AutoTabular automates machine learning tasks enabling you to easily achieve strong predictive performance in your applications.

Overview

AutoTabular

Paper Conference Conference Conference

AutoTabular automates machine learning tasks enabling you to easily achieve strong predictive performance in your applications. With just a few lines of code, you can train and deploy high-accuracy machine learning and deep learning models tabular data.

autotabular

[Toc]

What's good in it?

  • It is using the RAPIDS as back-end support, gives you the ability to execute end-to-end data science and analytics pipelines entirely on GPUs.
  • It Supports many anomaly detection models: ,
  • It using meta learning to accelerate model selection and parameter tuning.
  • It is using many Deep Learning models for tabular data: Wide&Deep, DCN(Deep & Cross Network), FM, DeepFM, PNN ...
  • It is using many machine learning algorithms: Baseline, Linear, Random Forest, Extra Trees, LightGBM, Xgboost, CatBoost, and Nearest Neighbors.
  • It can compute Ensemble based on greedy algorithm from Caruana paper.
  • It can stack models to build level 2 ensemble (available in Compete mode or after setting stack_models parameter).
  • It can do features preprocessing, like: missing values imputation and converting categoricals. What is more, it can also handle target values preprocessing.
  • It can do advanced features engineering, like: Golden Features, Features Selection, Text and Time Transformations.
  • It can tune hyper-parameters with not-so-random-search algorithm (random-search over defined set of values) and hill climbing to fine-tune final models.

Installation

The sources for AutoTabular can be downloaded from the Github repo.

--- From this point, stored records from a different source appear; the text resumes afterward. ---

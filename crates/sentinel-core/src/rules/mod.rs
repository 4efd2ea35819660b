pub mod condition;
pub mod engine;

pub use condition::{evaluate, Comparison, Condition};
pub use engine::{CustomRule, NewRule, RuleAction, RuleMatch, RuleUpdate, RulesEngine, RulesSummary};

You can either clone the public repository:

# clone project
git clone https://apulis-gitlab.apulis.cn/apulis/AutoTabular/autotabular.git
# First, install dependencies
pip install -r requirements.txt

Once you have a copy of the source, you can install it with:

python setup.py install

Example

Next, navigate to any file and run it.

# module folder
cd example

# run module (example: mnist as your main contribution)
python binary_classifier_Titanic.py

Auto Feature generate & Selection

TODO

Deep Feature Synthesis

import featuretools as ft
import pandas as pd
from sklearn.datasets import load_iris

# Load data and put into dataframe
iris = load_iris()
df = pd.DataFrame(iris.data, columns=iris.feature_names)
df['species'] = iris.target
df['species'] = df['species'].map({
    0: 'setosa',
    1: 'versicolor',
    2: 'virginica'
})
# Make an entityset and add the entity
es = ft.EntitySet()
es.add_dataframe(
    dataframe_name='data', dataframe=df, make_index=True, index='index')
# Run deep feature synthesis with transformation primitives
feature_matrix, feature_defs = ft.dfs(
    entityset=es,
    max_depth=3,
    target_dataframe_name='data',
    agg_primitives=['mode', 'mean', 'max', 'count'],
    trans_primitives=[
        'add_numeric', 'multiply_numeric', 'cum_min', 'cum_mean', 'cum_max'
    ],
    groupby_trans_primitives=['cum_sum'])

print(feature_defs)
print(feature_matrix.head())
print(feature_matrix.ww)

GBDT Feature Generate

from autofe.feature_engineering.gbdt_feature import CatboostFeatureTransformer, GBDTFeatureTransformer, LightGBMFeatureTransformer, XGBoostFeatureTransformer

titanic = pd.read_csv('autotabular/datasets/data/Titanic.csv')
# 'Embarked' is stored as letters, so fit a label encoder to the train set to use in the loop
embarked_encoder = LabelEncoder()
embarked_encoder.fit(titanic['Embarked'].fillna('Null'))
# Record anyone travelling alone
titanic['Alone'] = (titanic['SibSp'] == 0) & (titanic['Parch'] == 0)
# Transform 'Embarked'
titanic['Embarked'].fillna('Null', inplace=True)
titanic['Embarked'] = embarked_encoder.transform(titanic['Embarked'])
# Transform 'Sex'
titanic.loc[titanic['Sex'] == 'female', 'Sex'] = 0
titanic.loc[titanic['Sex'] == 'male', 'Sex'] = 1
titanic['Sex'] = titanic['Sex'].astype('int8')
# Drop features that seem unusable. Save passenger ids if test
titanic.drop(['Name', 'Ticket', 'Cabin'], axis=1, inplace=True)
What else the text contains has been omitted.